● **WORK ITEM**:
Go through the material line by line and tally those containing the string "ExtensionRegistry". Only the tally is wanted.

● **DATA FOR ANALYSIS**:
--------------------

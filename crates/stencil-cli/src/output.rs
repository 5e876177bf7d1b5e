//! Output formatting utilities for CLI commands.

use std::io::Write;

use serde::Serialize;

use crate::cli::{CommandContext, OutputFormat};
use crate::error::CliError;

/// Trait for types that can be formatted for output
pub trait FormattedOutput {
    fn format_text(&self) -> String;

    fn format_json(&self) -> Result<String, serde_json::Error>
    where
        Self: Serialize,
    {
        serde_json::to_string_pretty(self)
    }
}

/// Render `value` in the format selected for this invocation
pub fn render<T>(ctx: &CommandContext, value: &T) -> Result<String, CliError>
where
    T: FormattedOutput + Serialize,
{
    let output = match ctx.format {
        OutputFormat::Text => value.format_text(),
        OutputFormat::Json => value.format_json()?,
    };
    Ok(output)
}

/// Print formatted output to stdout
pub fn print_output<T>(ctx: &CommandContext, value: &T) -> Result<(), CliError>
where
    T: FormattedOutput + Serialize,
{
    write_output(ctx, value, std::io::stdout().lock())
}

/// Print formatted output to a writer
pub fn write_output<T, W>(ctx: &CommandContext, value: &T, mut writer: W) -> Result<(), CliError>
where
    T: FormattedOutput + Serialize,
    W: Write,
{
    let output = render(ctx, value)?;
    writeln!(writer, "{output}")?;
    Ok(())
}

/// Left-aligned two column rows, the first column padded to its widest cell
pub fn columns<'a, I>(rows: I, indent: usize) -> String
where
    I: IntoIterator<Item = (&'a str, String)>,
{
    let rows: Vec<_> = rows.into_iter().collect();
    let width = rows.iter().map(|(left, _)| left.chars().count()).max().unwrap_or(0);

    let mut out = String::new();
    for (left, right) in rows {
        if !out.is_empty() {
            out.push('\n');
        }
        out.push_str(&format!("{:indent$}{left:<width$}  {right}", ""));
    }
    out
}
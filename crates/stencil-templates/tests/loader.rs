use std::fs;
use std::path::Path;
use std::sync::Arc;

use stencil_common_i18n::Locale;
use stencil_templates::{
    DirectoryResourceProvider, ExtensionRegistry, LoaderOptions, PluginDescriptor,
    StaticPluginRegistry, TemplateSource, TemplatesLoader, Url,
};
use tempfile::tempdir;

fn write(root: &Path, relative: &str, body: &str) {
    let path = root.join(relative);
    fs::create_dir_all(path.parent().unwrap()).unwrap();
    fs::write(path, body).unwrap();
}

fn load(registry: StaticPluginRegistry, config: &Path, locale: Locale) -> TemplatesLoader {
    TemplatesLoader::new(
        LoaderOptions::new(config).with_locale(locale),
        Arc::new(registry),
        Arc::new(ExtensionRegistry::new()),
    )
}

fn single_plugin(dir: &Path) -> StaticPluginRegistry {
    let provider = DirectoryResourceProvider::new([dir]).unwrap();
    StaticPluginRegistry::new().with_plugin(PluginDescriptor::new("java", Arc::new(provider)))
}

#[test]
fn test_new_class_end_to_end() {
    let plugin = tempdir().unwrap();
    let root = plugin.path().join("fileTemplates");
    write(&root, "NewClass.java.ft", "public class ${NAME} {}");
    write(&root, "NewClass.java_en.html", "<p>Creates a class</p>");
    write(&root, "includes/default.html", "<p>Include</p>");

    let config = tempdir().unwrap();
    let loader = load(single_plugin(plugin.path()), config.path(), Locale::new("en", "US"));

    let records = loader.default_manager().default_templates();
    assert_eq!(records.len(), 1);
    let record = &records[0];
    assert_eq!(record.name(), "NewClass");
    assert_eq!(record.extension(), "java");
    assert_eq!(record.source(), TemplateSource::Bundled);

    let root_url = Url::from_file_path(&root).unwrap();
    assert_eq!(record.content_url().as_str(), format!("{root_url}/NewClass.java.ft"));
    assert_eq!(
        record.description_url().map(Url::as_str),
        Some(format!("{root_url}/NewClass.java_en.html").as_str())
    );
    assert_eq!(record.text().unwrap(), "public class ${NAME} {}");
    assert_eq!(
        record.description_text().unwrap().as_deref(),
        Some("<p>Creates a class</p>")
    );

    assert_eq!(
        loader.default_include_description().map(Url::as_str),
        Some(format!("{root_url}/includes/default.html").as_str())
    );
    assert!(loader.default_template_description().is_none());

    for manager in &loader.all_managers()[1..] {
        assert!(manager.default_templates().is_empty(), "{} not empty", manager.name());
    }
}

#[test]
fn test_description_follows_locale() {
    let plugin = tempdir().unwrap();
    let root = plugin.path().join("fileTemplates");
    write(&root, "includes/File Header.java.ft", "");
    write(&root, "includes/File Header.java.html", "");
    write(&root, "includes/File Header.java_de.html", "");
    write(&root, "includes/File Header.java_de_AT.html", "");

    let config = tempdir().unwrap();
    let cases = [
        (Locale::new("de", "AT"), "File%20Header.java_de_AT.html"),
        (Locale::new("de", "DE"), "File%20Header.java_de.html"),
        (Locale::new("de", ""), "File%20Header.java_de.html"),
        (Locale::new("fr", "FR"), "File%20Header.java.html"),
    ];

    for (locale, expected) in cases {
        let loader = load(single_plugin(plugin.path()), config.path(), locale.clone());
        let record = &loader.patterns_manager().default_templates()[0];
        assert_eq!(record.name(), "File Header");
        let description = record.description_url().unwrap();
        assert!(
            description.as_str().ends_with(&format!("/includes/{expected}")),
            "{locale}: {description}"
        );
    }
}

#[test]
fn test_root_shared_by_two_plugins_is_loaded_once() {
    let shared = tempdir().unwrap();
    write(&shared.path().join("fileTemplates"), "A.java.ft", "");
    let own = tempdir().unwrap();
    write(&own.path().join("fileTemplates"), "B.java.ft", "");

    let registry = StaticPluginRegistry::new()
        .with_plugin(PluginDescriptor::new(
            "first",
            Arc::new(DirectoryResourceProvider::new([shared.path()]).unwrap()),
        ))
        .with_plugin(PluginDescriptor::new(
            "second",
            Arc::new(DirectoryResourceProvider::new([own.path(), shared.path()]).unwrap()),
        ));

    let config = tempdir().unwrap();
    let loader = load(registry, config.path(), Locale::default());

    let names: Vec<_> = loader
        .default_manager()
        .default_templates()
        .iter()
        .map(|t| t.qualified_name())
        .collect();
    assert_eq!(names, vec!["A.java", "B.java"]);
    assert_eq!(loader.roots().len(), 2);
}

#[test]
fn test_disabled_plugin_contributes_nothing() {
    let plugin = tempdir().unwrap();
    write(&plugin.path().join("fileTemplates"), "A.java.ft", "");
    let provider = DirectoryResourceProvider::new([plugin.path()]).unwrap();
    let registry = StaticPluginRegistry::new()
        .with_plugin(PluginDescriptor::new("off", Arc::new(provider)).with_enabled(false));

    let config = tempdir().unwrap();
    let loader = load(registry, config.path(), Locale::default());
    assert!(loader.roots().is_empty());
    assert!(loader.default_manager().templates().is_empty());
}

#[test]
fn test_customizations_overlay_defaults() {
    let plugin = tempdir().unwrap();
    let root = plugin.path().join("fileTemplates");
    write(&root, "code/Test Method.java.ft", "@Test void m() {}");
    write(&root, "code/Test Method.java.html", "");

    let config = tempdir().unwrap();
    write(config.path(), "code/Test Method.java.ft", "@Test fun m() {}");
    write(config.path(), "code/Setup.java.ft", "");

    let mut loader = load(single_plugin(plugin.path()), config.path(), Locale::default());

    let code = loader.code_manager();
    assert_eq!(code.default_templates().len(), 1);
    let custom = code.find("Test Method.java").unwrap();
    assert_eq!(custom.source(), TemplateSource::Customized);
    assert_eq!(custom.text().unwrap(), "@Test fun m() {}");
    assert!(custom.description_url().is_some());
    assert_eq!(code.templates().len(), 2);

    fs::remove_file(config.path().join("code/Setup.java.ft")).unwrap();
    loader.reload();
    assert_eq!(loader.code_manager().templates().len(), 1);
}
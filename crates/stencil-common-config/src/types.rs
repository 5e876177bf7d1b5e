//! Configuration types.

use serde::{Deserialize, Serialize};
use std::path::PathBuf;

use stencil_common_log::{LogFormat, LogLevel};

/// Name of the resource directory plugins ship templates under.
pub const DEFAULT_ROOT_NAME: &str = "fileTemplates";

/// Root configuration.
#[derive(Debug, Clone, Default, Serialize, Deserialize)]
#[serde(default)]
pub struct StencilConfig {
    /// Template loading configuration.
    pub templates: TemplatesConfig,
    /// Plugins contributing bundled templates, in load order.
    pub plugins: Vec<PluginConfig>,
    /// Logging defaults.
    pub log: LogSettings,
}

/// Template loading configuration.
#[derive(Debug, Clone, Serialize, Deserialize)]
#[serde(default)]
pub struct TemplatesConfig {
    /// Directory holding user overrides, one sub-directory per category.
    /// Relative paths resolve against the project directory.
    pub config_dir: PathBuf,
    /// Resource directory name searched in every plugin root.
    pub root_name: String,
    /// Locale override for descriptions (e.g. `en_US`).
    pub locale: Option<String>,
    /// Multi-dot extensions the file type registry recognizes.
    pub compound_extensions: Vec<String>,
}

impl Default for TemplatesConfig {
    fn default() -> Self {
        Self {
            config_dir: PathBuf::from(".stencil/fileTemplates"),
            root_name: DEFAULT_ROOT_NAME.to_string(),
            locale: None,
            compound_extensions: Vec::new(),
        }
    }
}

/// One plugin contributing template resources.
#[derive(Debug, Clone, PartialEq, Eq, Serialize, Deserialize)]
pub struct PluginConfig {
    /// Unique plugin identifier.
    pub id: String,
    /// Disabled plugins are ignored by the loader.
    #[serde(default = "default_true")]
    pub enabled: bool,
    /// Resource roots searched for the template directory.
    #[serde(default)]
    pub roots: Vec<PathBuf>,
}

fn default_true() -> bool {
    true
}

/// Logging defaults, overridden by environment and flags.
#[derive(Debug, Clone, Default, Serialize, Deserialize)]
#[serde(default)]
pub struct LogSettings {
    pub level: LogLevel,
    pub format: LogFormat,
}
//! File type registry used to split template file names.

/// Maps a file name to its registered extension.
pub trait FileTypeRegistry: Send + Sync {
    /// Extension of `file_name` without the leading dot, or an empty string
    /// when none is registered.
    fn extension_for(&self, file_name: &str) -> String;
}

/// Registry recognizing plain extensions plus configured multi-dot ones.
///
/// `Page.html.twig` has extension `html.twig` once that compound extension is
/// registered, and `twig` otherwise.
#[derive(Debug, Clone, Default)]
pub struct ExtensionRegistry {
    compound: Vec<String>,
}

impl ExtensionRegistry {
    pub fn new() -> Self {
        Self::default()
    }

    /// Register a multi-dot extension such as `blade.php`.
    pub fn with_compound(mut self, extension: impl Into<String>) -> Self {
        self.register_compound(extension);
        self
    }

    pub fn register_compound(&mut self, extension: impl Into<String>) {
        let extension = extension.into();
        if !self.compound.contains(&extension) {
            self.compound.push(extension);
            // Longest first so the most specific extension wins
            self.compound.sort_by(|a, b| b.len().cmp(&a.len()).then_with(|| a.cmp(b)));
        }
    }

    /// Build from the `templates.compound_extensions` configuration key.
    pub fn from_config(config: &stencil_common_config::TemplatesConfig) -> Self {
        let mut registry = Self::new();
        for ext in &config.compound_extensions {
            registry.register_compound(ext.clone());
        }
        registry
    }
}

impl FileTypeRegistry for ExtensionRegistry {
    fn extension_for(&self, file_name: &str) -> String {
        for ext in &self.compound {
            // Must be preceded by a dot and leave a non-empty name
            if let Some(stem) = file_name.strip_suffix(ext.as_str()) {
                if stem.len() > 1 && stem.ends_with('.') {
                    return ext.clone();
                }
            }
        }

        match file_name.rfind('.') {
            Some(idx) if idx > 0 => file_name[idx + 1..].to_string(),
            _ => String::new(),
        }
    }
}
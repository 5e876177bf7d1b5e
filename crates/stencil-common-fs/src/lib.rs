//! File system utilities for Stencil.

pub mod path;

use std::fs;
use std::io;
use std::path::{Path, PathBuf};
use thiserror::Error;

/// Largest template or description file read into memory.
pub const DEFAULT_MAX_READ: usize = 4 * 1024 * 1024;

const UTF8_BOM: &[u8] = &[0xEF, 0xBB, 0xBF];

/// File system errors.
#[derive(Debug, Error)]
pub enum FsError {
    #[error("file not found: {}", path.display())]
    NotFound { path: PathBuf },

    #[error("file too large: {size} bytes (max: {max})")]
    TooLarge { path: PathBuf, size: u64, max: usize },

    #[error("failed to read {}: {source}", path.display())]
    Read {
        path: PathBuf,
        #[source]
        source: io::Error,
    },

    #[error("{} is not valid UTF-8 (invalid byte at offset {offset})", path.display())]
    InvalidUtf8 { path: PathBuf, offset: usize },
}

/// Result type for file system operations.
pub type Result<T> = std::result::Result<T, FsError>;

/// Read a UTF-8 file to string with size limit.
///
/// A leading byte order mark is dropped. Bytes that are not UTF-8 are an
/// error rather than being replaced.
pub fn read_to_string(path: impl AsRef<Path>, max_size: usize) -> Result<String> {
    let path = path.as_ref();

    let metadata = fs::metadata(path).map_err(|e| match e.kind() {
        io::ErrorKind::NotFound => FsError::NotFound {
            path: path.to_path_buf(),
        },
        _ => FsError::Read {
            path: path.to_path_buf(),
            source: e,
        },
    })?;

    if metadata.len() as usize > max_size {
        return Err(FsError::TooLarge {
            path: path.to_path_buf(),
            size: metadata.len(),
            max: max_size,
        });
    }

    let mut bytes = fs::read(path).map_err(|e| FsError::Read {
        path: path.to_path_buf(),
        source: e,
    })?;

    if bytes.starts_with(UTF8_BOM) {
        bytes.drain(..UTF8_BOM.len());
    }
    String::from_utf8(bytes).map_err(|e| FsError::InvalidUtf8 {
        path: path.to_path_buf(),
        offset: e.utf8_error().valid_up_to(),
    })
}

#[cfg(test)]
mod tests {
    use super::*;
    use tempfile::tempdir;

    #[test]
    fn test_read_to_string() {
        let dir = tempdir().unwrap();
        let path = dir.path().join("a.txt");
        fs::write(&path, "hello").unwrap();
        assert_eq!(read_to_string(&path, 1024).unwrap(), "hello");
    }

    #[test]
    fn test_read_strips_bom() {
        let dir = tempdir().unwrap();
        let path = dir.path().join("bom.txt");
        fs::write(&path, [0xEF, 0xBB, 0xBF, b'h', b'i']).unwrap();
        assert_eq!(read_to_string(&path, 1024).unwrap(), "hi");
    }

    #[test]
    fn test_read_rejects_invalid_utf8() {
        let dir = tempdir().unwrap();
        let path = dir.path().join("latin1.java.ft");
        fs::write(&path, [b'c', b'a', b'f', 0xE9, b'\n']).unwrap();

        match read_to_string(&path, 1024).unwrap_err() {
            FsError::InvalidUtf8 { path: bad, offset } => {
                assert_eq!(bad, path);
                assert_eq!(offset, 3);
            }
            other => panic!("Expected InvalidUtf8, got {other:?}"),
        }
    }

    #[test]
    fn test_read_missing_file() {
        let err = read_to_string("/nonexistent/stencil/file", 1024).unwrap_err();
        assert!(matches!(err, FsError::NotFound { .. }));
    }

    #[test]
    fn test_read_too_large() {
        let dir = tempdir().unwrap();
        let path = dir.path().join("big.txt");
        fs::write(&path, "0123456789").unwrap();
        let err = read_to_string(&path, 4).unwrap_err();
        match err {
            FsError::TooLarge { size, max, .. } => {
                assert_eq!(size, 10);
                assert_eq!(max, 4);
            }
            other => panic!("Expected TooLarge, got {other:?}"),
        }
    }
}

--------------------

● **ANSWER BELOW**:
5